Could you set down every record exactly as it appears?

═════ DATA UNDER STUDY

//! Error and anomaly types.
//!
//! `PipelineError` is fatal to a stage: the input could not be read at all.
//! `Anomaly` is everything else. Anomalies are collected into a
//! [`StageOutcome`] and surfaced in the end-of-run summary instead of
//! aborting the batch.

use serde::{Deserialize, Serialize};
use thiserror::Error;

/// Fatal errors that stop a stage.
#[derive(Debug, Error)]
pub enum PipelineError {
    /// The quiz export is not well-formed XML.
    #[error("malformed quiz export at byte {position}: {message}")]
    MalformedXml { position: u64, message: String },

    /// The quiz export parsed but contains no question elements.
    #[error("quiz export contains no <item> elements")]
    NoQuestions,

    /// Every question in the export was skipped.
    #[error("no usable questions in quiz export ({skipped} skipped)")]
    NothingExtracted { skipped: usize },

    /// The grade source has no question columns or no student rows.
    #[error("grade source is unusable: {0}")]
    UnusableGradeSource(String),

    /// A required column is missing from a tabular artifact.
    #[error("missing column '{column}' in {artifact}")]
    MissingColumn { artifact: String, column: String },
}

/// What went wrong with a single integrity-checked question group.
#[derive(Debug, Clone, PartialEq, Eq, Serialize, Deserialize)]
#[serde(tag = "problem", rename_all = "snake_case")]
pub enum IntegrityProblem {
    NoCorrectOption,
    MultipleCorrectOptions { count: usize },
    TooManyOptions { count: usize, max: usize },
    MissingStem,
    NoResponses,
}

impl std::fmt::Display for IntegrityProblem {
    fn fmt(&self, f: &mut std::fmt::Formatter<'_>) -> std::fmt::Result {
        match self {
            IntegrityProblem::NoCorrectOption => write!(f, "no option is marked correct"),
            IntegrityProblem::MultipleCorrectOptions { count } => {
                write!(f, "{count} options are marked correct")
            }
            IntegrityProblem::TooManyOptions { count, max } => {
                write!(f, "{count} options exceed the {max}-option schema")
            }
            IntegrityProblem::MissingStem => write!(f, "no question text row"),
            IntegrityProblem::NoResponses => write!(f, "no response rows"),
        }
    }
}

/// A non-fatal, per-record problem recorded during a stage.
#[derive(Debug, Clone, PartialEq, Error, Serialize, Deserialize)]
#[serde(tag = "kind", rename_all = "snake_case")]
pub enum Anomaly {
    /// A malformed entry in the quiz export was skipped.
    #[error("skipped {entry}: {reason}")]
    SkippedEntry { entry: String, reason: String },

    /// A question group violates the answer-key invariants.
    #[error("question {question_id}: {problem}")]
    Integrity {
        question_id: String,
        problem: IntegrityProblem,
    },

    /// No question scored at or above the match threshold.
    #[error("no match for '{reference}' (best {best_score:.3}, threshold {threshold:.3})")]
    MatchFailure {
        reference: String,
        best_score: f64,
        threshold: f64,
    },

    /// A student's selection for a question could not be determined.
    #[error("student {student_id}: ambiguous selection for '{reference}' ({detail})")]
    AmbiguousSelection {
        student_id: String,
        reference: String,
        detail: String,
    },

    /// A grade-source column could not be interpreted and was ignored.
    #[error("ignored column '{column}': {reason}")]
    SkippedColumn { column: String, reason: String },
}

impl Anomaly {
    /// Short classification used for summary counts.
    pub fn kind(&self) -> &'static str {
        match self {
            Anomaly::SkippedEntry { .. } => "parse",
            Anomaly::Integrity { .. } => "integrity",
            Anomaly::MatchFailure { .. } => "match_failure",
            Anomaly::AmbiguousSelection { .. } => "ambiguous_selection",
            Anomaly::SkippedColumn { .. } => "grade_source",
        }
    }
}

/// A stage's output together with the anomalies it collected.
#[derive(Debug, Clone)]
pub struct StageOutcome<T> {
    pub value: T,
    pub anomalies: Vec<Anomaly>,
}

impl<T> StageOutcome<T> {
    pub fn new(value: T, anomalies: Vec<Anomaly>) -> Self {
        Self { value, anomalies }
    }

    pub fn is_clean(&self) -> bool {
        self.anomalies.is_empty()
    }

    /// Transform the value, keeping the anomalies.
    pub fn map<U>(self, f: impl FnOnce(T) -> U) -> StageOutcome<U> {
        StageOutcome {
            value: f(self.value),
            anomalies: self.anomalies,
        }
    }

    /// Move this stage's anomalies into `sink` and return the bare value.
    pub fn drain_into(self, sink: &mut Vec<Anomaly>) -> T {
        sink.extend(self.anomalies);
        self.value
    }
}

══════════

> [OUTPUT]
//! Error and anomaly types.
//!
//! `PipelineError` is fatal to a stage: the input could not be read at all.
//! `Anomaly` is everything else. Anomalies are collected into a
//! [`StageOutcome`] and surfaced in the end-of-run summary instead of
//! aborting the batch.

use serde::{Deserialize, Serialize};
use thiserror::Error;

/// Fatal errors that stop a stage.
#[derive(Debug, Error)]
pub enum PipelineError {
    /// The quiz export is not well-formed XML.
    #[error("malformed quiz export at byte {position}: {message}")]
    MalformedXml { position: u64, message: String },

    /// The quiz export parsed but contains no question elements.
    #[error("quiz export contains no <item> elements")]
    NoQuestions,

    /// Every question in the export was skipped.
    #[error("no usable questions in quiz export ({skipped} skipped)")]
    NothingExtracted { skipped: usize },

    /// The grade source has no question columns or no student rows.
    #[error("grade source is unusable: {0}")]
    UnusableGradeSource(String),

    /// A required column is missing from a tabular artifact.
    #[error("missing column '{column}' in {artifact}")]
    MissingColumn { artifact: String, column: String },
}

/// What went wrong with a single integrity-checked question group.
#[derive(Debug, Clone, PartialEq, Eq, Serialize, Deserialize)]
#[serde(tag = "problem", rename_all = "snake_case")]
pub enum IntegrityProblem {
    NoCorrectOption,
    MultipleCorrectOptions { count: usize },
    TooManyOptions { count: usize, max: usize },
    MissingStem,
    NoResponses,
}

impl std::fmt::Display for IntegrityProblem {
    fn fmt(&self, f: &mut std::fmt::Formatter<'_>) -> std::fmt::Result {
        match self {
            IntegrityProblem::NoCorrectOption => write!(f, "no option is marked correct"),
            IntegrityProblem::MultipleCorrectOptions { count } => {
                write!(f, "{count} options are marked correct")
            }
            IntegrityProblem::TooManyOptions { count, max } => {
                write!(f, "{count} options exceed the {max}-option schema")
            }
            IntegrityProblem::MissingStem => write!(f, "no question text row"),
            IntegrityProblem::NoResponses => write!(f, "no response rows"),
        }
    }
}

/// A non-fatal, per-record problem recorded during a stage.
#[derive(Debug, Clone, PartialEq, Error, Serialize, Deserialize)]
#[serde(tag = "kind", rename_all = "snake_case")]
pub enum Anomaly {
    /// A malformed entry in the quiz export was skipped.
    #[error("skipped {entry}: {reason}")]
    SkippedEntry { entry: String, reason: String },

    /// A question group violates the answer-key invariants.
    #[error("question {question_id}: {problem}")]
    Integrity {
        question_id: String,
        problem: IntegrityProblem,
    },

    /// No question scored at or above the match threshold.
    #[error("no match for '{reference}' (best {best_score:.3}, threshold {threshold:.3})")]
    MatchFailure {
        reference: String,
        best_score: f64,
        threshold: f64,
    },

    /// A student's selection for a question could not be determined.
    #[error("student {student_id}: ambiguous selection for '{reference}' ({detail})")]
    AmbiguousSelection {
        student_id: String,
        reference: String,
        detail: String,
    },

    /// A grade-source column could not be interpreted and was ignored.
    #[error("ignored column '{column}': {reason}")]
    SkippedColumn { column: String, reason: String },
}

impl Anomaly {
    /// Short classification used for summary counts.
    pub fn kind(&self) -> &'static str {
        match self {
            Anomaly::SkippedEntry { .. } => "parse",
            Anomaly::Integrity { .. } => "integrity",
            Anomaly::MatchFailure { .. } => "match_failure",
            Anomaly::AmbiguousSelection { .. } => "ambiguous_selection",
            Anomaly::SkippedColumn { .. } => "grade_source",
        }
    }
}

/// A stage's output together with the anomalies it collected.
#[derive(Debug, Clone)]
pub struct StageOutcome<T> {
    pub value: T,
    pub anomalies: Vec<Anomaly>,
}

impl<T> StageOutcome<T> {
    pub fn new(value: T, anomalies: Vec<Anomaly>) -> Self {
        Self { value, anomalies }
    }

    pub fn is_clean(&self) -> bool {
        self.anomalies.is_empty()
    }

    /// Transform the value, keeping the anomalies.
    pub fn map<U>(self, f: impl FnOnce(T) -> U) -> StageOutcome<U> {
        StageOutcome {
            value: f(self.value),
            anomalies: self.anomalies,
        }
    }

    /// Move this stage's anomalies into `sink` and return the bare value.
    pub fn drain_into(self, sink: &mut Vec<Anomaly>) -> T {
        sink.extend(self.anomalies);
        self.value
    }
}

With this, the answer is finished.